A maioria dos textos de “AnônimoNômade” foi publicada originalmente no jornal literário Rascunho, mas há pelo menos um texto inédito, escrito especialmente para este livro. Qual é e como foi concebido?
R: São dois inéditos: “Curitibano em Xangai” e “Um músico cubano”. Não por acaso, sobre observações das duas cidades por que passei recentemente. A crônica que trata de Xangai eu desejava diariamente escrevê-la enquanto vivia lá, comparando aspectos muito discrepantes de Xangai e Curitiba.
Você escreve e publica com largos espaços de tempo. Por que esses intervalos e como se dá o seu processo criativo?
R: Tudo é uma questão de disponibilidade de tempo. Se tivesse mais tempo, escreveria mais livros. Há também uma postura meio reverencial em relação ao texto literário. Não me ocorre pegar qualquer ideia e transformá-la rapidamente num conto ou mesmo numa novela curta. Prefiro maturar as ideias. Não sei se isso é bom, mas é assim que funciona.
Um novo livro com contos escolhidos de “Restos” e “A Hora Extrema” está previsto para breve. Esses lançamentos – o de agora e o próximo – marcam uma etapa na sua carreira, como um reconhecimento da obra?
R: É uma ideia. Espero que se concretize. Seria uma coletânea de contos retirados dos dois livros e também alguns inéditos. Acho que as duas publicações terão a função de reunir textos do passado, enquanto me dedico ao projeto de um novo romance.

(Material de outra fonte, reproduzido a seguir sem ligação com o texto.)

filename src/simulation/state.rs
// simulation/state.rs

// Coarse execution status of a collection session. Transitions are driven by
// Session: Idle -> Planning -> (Comparing ->) Executing -> Done, with replans
// looping back into Executing while targets remain.

use std::fmt;

/// Session operating status
#[derive(Clone, Copy, Debug, PartialEq, Eq)]
pub enum SessionStatus {
    /// Nothing planned yet, waiting for a start request
    Idle,
    /// A plan is being computed
    Planning,
    /// Fresh full-sweep plan on display before the agent moves
    Comparing,
    /// Agent is driving along the current path
    Executing,
    /// Field is clear or no plan could be made
    Done,
}

impl SessionStatus {
    /// Whether a start request is accepted in this status
    pub fn can_start(self) -> bool {
        matches!(self, SessionStatus::Idle | SessionStatus::Done)
    }

    /// Whether time advances anything in this status
    pub fn is_active(self) -> bool {
        matches!(self, SessionStatus::Comparing | SessionStatus::Executing)
    }
}

impl fmt::Display for SessionStatus {
    fn fmt(&self, f: &mut fmt::Formatter) -> fmt::Result {
        let name = match self {
            SessionStatus::Idle => "idle",
            SessionStatus::Planning => "planning",
            SessionStatus::Comparing => "comparing",
            SessionStatus::Executing => "executing",
            SessionStatus::Done => "done",
        };
        f.write_str(name)
    }
}
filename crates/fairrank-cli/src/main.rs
mod command;
mod util;

fn main() -> anyhow::Result<()> {
    command::run()
}
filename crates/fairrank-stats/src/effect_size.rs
use crate::descriptive::DescriptiveStats;

/// Computes Cohen's d, the standardized mean difference between two groups.
///
/// Uses the pooled sample standard deviation. Positive when group A has the
/// larger mean. Returns `0.0` when the pooled deviation is zero or undefined
/// (fewer than three observations in total).
///
/// # Interpretation (Cohen's conventions)
///
/// - |d| < 0.2: negligible effect
/// - 0.2 <= |d| < 0.5: small effect
/// - 0.5 <= |d| < 0.8: medium effect
/// - |d| >= 0.8: large effect
///
/// # Examples
///
/// ```
/// use fairrank_stats::{descriptive::DescriptiveStats, effect_size::cohens_d};
///
/// let a = DescriptiveStats::new([6.0, 7.0, 7.0, 8.0]).unwrap();
/// let b = DescriptiveStats::new([8.0, 9.0, 9.0, 10.0]).unwrap();
/// let d = cohens_d(&a, &b);
/// assert!((d + 2.0 / (2.0_f64 / 3.0).sqrt()).abs() < 1e-12);
/// ```
#[expect(clippy::cast_precision_loss)]
#[must_use]
pub fn cohens_d(a: &DescriptiveStats, b: &DescriptiveStats) -> f64 {
    let dof = (a.count + b.count).saturating_sub(2);
    if dof == 0 {
        return 0.0;
    }
    let pooled_var = ((a.count.saturating_sub(1)) as f64 * a.variance
        + (b.count.saturating_sub(1)) as f64 * b.variance)
        / dof as f64;
    let pooled_std = pooled_var.sqrt();
    if pooled_std == 0.0 {
        return 0.0;
    }
    (a.mean - b.mean) / pooled_std
}

/// Conventional label for the magnitude of Cohen's d.
#[derive(Debug, Clone, Copy, PartialEq, Eq, serde::Serialize, serde::Deserialize)]
#[serde(rename_all = "snake_case")]
pub enum EffectMagnitude {
    Negligible,
    Small,
    Medium,
    Large,
}

impl EffectMagnitude {
    #[must_use]
    pub fn from_cohens_d(d: f64) -> Self {
        let d = d.abs();
        if d < 0.2 {
            Self::Negligible
        } else if d < 0.5 {
            Self::Small
        } else if d < 0.8 {
            Self::Medium
        } else {
            Self::Large
        }
    }
}

#[cfg(test)]
mod tests {
    use super::*;

    fn stats(values: &[f64]) -> DescriptiveStats {
        DescriptiveStats::new(values.iter().copied()).unwrap()
    }

    #[test]
    fn test_large_effect() {
        let d = cohens_d(
            &stats(&[0.9, 0.92, 0.88, 0.91, 0.89]),
            &stats(&[0.5, 0.52, 0.48, 0.51, 0.49]),
        );
        assert!(d > 2.0);
        assert_eq!(EffectMagnitude::from_cohens_d(d), EffectMagnitude::Large);
    }

    #[test]
    fn test_zero_spread_gives_zero() {
        assert_eq!(cohens_d(&stats(&[3.0, 3.0]), &stats(&[5.0, 5.0])), 0.0);
        assert_eq!(cohens_d(&stats(&[3.0]), &stats(&[5.0])), 0.0);
    }

    #[test]
    fn test_magnitude_uses_absolute_value() {
        assert_eq!(EffectMagnitude::from_cohens_d(0.1), EffectMagnitude::Negligible);
        assert_eq!(EffectMagnitude::from_cohens_d(0.3), EffectMagnitude::Small);
        assert_eq!(EffectMagnitude::from_cohens_d(-0.6), EffectMagnitude::Medium);
        assert_eq!(EffectMagnitude::from_cohens_d(-0.9), EffectMagnitude::Large);
    }
}
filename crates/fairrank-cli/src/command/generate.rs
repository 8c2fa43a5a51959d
//! Synthetic evaluation batch generator
//!
//! Produces a population with a known male-favouring rating shift so that the
//! pipeline has something to detect. Each individual gets a latent ability
//! shared by all sources, so the sources are correlated the way real
//! evaluations are.

use std::path::PathBuf;

use clap::Args;
use fairrank_analysis::model::{EvaluationBatch, Group, PersonRecord, source};
use fairrank_stats::descriptive::DescriptiveStats;
use rand::{Rng, SeedableRng as _};
use rand_distr::{Distribution as _, Normal};
use rand_pcg::Pcg64;
use tracing::{debug, info};

use crate::util::Output;

/// Cumulative group shares: 45% female, 50% male, 3% other, 2% undisclosed.
const GROUP_SHARES: [(Group, f64); 4] = [
    (Group::Female, 0.45),
    (Group::Male, 0.95),
    (Group::Other, 0.98),
    (Group::Undisclosed, 1.0),
];

/// Mean and standard deviation of each source's ratings on the 0-10 scale,
/// in [`source::ALL`] order.
const SOURCE_PROFILES: [(f64, f64); 5] =
    [(6.8, 1.1), (7.0, 0.9), (6.4, 1.4), (6.0, 1.5), (5.8, 1.6)];

const ABILITY_STD: f64 = 0.7;
const MAX_SCORE: f64 = 10.0;

#[derive(Debug, Clone, Args)]
pub(crate) struct GenerateArg {
    /// Number of individuals
    #[arg(long, default_value_t = 200)]
    people: usize,
    /// Random seed
    #[arg(long, default_value_t = 42)]
    seed: u64,
    /// Mean score advantage given to the male group
    #[arg(long, default_value_t = 0.8)]
    bias: f64,
    /// Evaluation period label
    #[arg(long, default_value = "2024-H1")]
    period: String,
    /// Probability that a source did not evaluate an individual
    #[arg(long, default_value_t = 0.1)]
    missing_rate: f64,
    /// Output file path (stdout if omitted)
    #[arg(long)]
    output: Option<PathBuf>,
}

pub(crate) fn run(arg: &GenerateArg) -> anyhow::Result<()> {
    anyhow::ensure!(arg.people > 0, "--people must be at least 1");
    anyhow::ensure!(arg.bias.is_finite(), "--bias must be finite");
    anyhow::ensure!(
        (0.0..=1.0).contains(&arg.missing_rate),
        "--missing-rate must lie in [0, 1]"
    );

    let mut rng = Pcg64::seed_from_u64(arg.seed);
    let batch = generate_batch(&mut rng, arg)?;
    log_summary(&batch);

    Output::save_json(&batch, arg.output.as_deref())?;
    Ok(())
}

fn generate_batch<R>(rng: &mut R, arg: &GenerateArg) -> anyhow::Result<EvaluationBatch>
where
    R: Rng,
{
    let ability = Normal::new(0.0, ABILITY_STD)?;
    let profiles = source::ALL
        .into_iter()
        .zip(SOURCE_PROFILES)
        .map(|(name, (mean, std))| -> anyhow::Result<_> { Ok((name, Normal::new(mean, std)?)) })
        .collect::<anyhow::Result<Vec<_>>>()?;

    let people = (0..arg.people)
        .map(|i| {
            let group = pick_group(rng);
            let shift = ability.sample(rng) + if group == Group::Male { arg.bias } else { 0.0 };
            let mut record = PersonRecord::new(format!("P{:04}", i + 1), group);
            for (name, dist) in &profiles {
                if rng.random_bool(arg.missing_rate) {
                    record.scores.insert((*name).to_owned(), None);
                    continue;
                }
                let score = (dist.sample(rng) + shift).clamp(0.0, MAX_SCORE);
                record = record.with_score(name, (score * 100.0).round() / 100.0);
            }
            record
        })
        .collect();

    Ok(EvaluationBatch {
        period: arg.period.clone(),
        people,
    })
}

fn pick_group<R>(rng: &mut R) -> Group
where
    R: Rng,
{
    let roll = rng.random_range(0.0..1.0);
    GROUP_SHARES
        .iter()
        .find(|(_, cumulative)| roll < *cumulative)
        .map_or(Group::Undisclosed, |(group, _)| *group)
}

fn log_summary(batch: &EvaluationBatch) {
    let counts = Group::ALL
        .map(|group| (group, batch.people.iter().filter(|p| p.group == group).count()));
    info!(period = %batch.period, people = batch.people.len(), ?counts, "generated batch");

    for name in source::ALL {
        for group in [Group::Female, Group::Male] {
            let scores = batch
                .people
                .iter()
                .filter(|p| p.group == group)
                .filter_map(|p| p.score(name));
            if let Some(stats) = DescriptiveStats::new(scores) {
                debug!(
                    source = name,
                    %group,
                    count = stats.count,
                    mean = stats.mean,
                    std_dev = stats.std_dev,
                    "generated scores"
                );
            }
        }
    }
}

#[cfg(test)]
mod tests {
    use std::collections::BTreeMap;

    use super::*;

    fn arg(people: usize, bias: f64) -> GenerateArg {
        GenerateArg {
            people,
            seed: 1,
            bias,
            period: "test".into(),
            missing_rate: 0.1,
            output: None,
        }
    }

    #[test]
    fn test_generation_is_deterministic() {
        let arg = arg(50, 0.8);
        let a = generate_batch(&mut Pcg64::seed_from_u64(7), &arg).unwrap();
        let b = generate_batch(&mut Pcg64::seed_from_u64(7), &arg).unwrap();
        assert_eq!(a, b);
        assert_eq!(a.people.len(), 50);
        assert_eq!(a.people[0].id.as_str(), "P0001");
        assert!(a.validate().is_ok());
    }

    #[test]
    fn test_scores_stay_on_scale() {
        let batch = generate_batch(&mut Pcg64::seed_from_u64(3), &arg(300, 5.0)).unwrap();
        for person in &batch.people {
            for score in person.scores.values().flatten() {
                assert!((0.0..=MAX_SCORE).contains(score));
            }
        }
    }

    #[test]
    fn test_some_scores_are_missing() {
        let batch = generate_batch(&mut Pcg64::seed_from_u64(5), &arg(300, 0.0)).unwrap();
        let missing = batch
            .people
            .iter()
            .flat_map(|p| p.scores.values())
            .filter(|s| s.is_none())
            .count();
        // ~150 of 1500 expected
        assert!((60..300).contains(&missing), "missing = {missing}");
    }

    #[test]
    fn test_group_shares() {
        let mut rng = Pcg64::seed_from_u64(11);
        let mut counts = BTreeMap::<Group, usize>::new();
        for _ in 0..10_000 {
            *counts.entry(pick_group(&mut rng)).or_default() += 1;
        }
        let expected = [4200..4800, 4700..5300, 150..450, 80..350];
        for (group, range) in Group::ALL.into_iter().zip(expected) {
            assert!(range.contains(&counts[&group]), "{group}: {}", counts[&group]);
        }
    }
}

“AnônimoNômade” terá um pré-lançamento virtual no dia do seu aniversário, 20 de junho, e outros ao vivo e a cores em Curitiba (PR), sua cidade natal, e em Brasília (DF). Há quanto tempo você não vem ao Brasil e o que espera desses eventos?

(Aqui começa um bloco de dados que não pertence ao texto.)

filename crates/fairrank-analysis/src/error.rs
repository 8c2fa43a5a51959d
//! Error taxonomy shared by every pipeline stage.
//!
//! Every fallible operation either returns a complete result or one of these
//! errors; there are no partially populated results. Numeric degeneracies
//! (zero variance, groups too small for a variance) are not errors.

use crate::model::{Group, PersonId};

/// Coarse classification of an [`AnalysisError`].
#[derive(Debug, Clone, Copy, PartialEq, Eq, Hash)]
pub enum ErrorKind {
    /// The data handed to a stage has the wrong shape or contains non-finite values.
    InvalidInput,
    /// A tuning parameter is outside its valid domain.
    InvalidParameter,
}

#[derive(Debug, derive_more::Display, derive_more::Error)]
pub enum AnalysisError {
    #[display("Sample is empty")]
    EmptySample,
    #[display("Non-finite value {value} at index {index}")]
    NonFiniteValue { index: usize, value: f64 },
    #[display("Non-finite score {value} for '{id}'")]
    NonFiniteScore { id: PersonId, value: f64 },
    #[display("Identifier list has {ids} entries but sample has {values} values")]
    LengthMismatch { ids: usize, values: usize },
    #[display("Outlier report describes {expected} values but sample has {actual}")]
    ReportMismatch { expected: usize, actual: usize },
    #[display("Row {row} has {actual} columns, expected {expected}")]
    RaggedRows {
        row: usize,
        expected: usize,
        actual: usize,
    },
    #[display("Exactly two groups are required, found {found}")]
    GroupCount { found: usize },
    #[display("Group '{group}' has no scores")]
    EmptyGroup { group: Group },
    #[display("No group recorded for '{id}'")]
    MissingGroup { id: PersonId },
    #[display("Identifier '{id}' appears more than once")]
    DuplicateId { id: PersonId },

    #[display("Outlier threshold must be positive and finite, got {value}")]
    InvalidThreshold { value: f64 },
    #[display("Alpha must lie in (0, 1), got {value}")]
    InvalidAlpha { value: f64 },
    #[display("Bias threshold must be non-negative and finite, got {value}")]
    InvalidBiasThreshold { value: f64 },
    #[display("Correction strength must lie in [0, 1], got {value}")]
    InvalidCorrectionStrength { value: f64 },
    #[display("Weight for criterion '{criterion}' must be non-negative and finite, got {weight}")]
    InvalidWeight { criterion: String, weight: f64 },
    #[display("Criteria carry no positive weight")]
    NoCriteria,
    #[display("Minimum outlier dimension count must be at least 1")]
    InvalidMinDimensions,
    #[display("Score range [{min}, {max}] is empty or non-finite")]
    InvalidScoreRange { min: f64, max: f64 },
    #[display("Compared groups must differ, got '{group}' twice")]
    DuplicateComparedGroup { group: Group },

    #[display("Source '{name}': {inner}")]
    Source {
        name: String,
        #[error(source)]
        inner: Box<AnalysisError>,
    },
}

impl AnalysisError {
    #[must_use]
    pub fn kind(&self) -> ErrorKind {
        match self {
            Self::EmptySample
            | Self::NonFiniteValue { .. }
            | Self::NonFiniteScore { .. }
            | Self::LengthMismatch { .. }
            | Self::ReportMismatch { .. }
            | Self::RaggedRows { .. }
            | Self::GroupCount { .. }
            | Self::EmptyGroup { .. }
            | Self::MissingGroup { .. }
            | Self::DuplicateId { .. } => ErrorKind::InvalidInput,
            Self::InvalidThreshold { .. }
            | Self::InvalidAlpha { .. }
            | Self::InvalidBiasThreshold { .. }
            | Self::InvalidCorrectionStrength { .. }
            | Self::InvalidWeight { .. }
            | Self::NoCriteria
            | Self::InvalidMinDimensions
            | Self::InvalidScoreRange { .. }
            | Self::DuplicateComparedGroup { .. } => ErrorKind::InvalidParameter,
            Self::Source { inner, .. } => inner.kind(),
        }
    }

    pub(crate) fn in_source(name: &str) -> impl FnOnce(Self) -> Self + '_ {
        move |inner| Self::Source {
            name: name.to_owned(),
            inner: Box::new(inner),
        }
    }
}

/// Checks that a sample is non-empty and holds only finite values.
pub(crate) fn validate_values(values: &[f64]) -> Result<(), AnalysisError> {
    if values.is_empty() {
        return Err(AnalysisError::EmptySample);
    }
    if let Some((index, &value)) = values.iter().enumerate().find(|(_, v)| !v.is_finite()) {
        return Err(AnalysisError::NonFiniteValue { index, value });
    }
    Ok(())
}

R: Não vou ao Brasil há cinco anos, pois em Xangai o governo local impunha longas quarentenas para quem quisesse se ausentar. Nessa ida ao Brasil, quero saber de todas as novidades e de todas as coisas já sabidas. Entre as primeiras está o próprio AnônimoNômade, que só conheço por foto; e entre as segundas, estão principalmente os velhos amigos. Vai ser fantástico celebrar o livro e os reencontros ao mesmo tempo.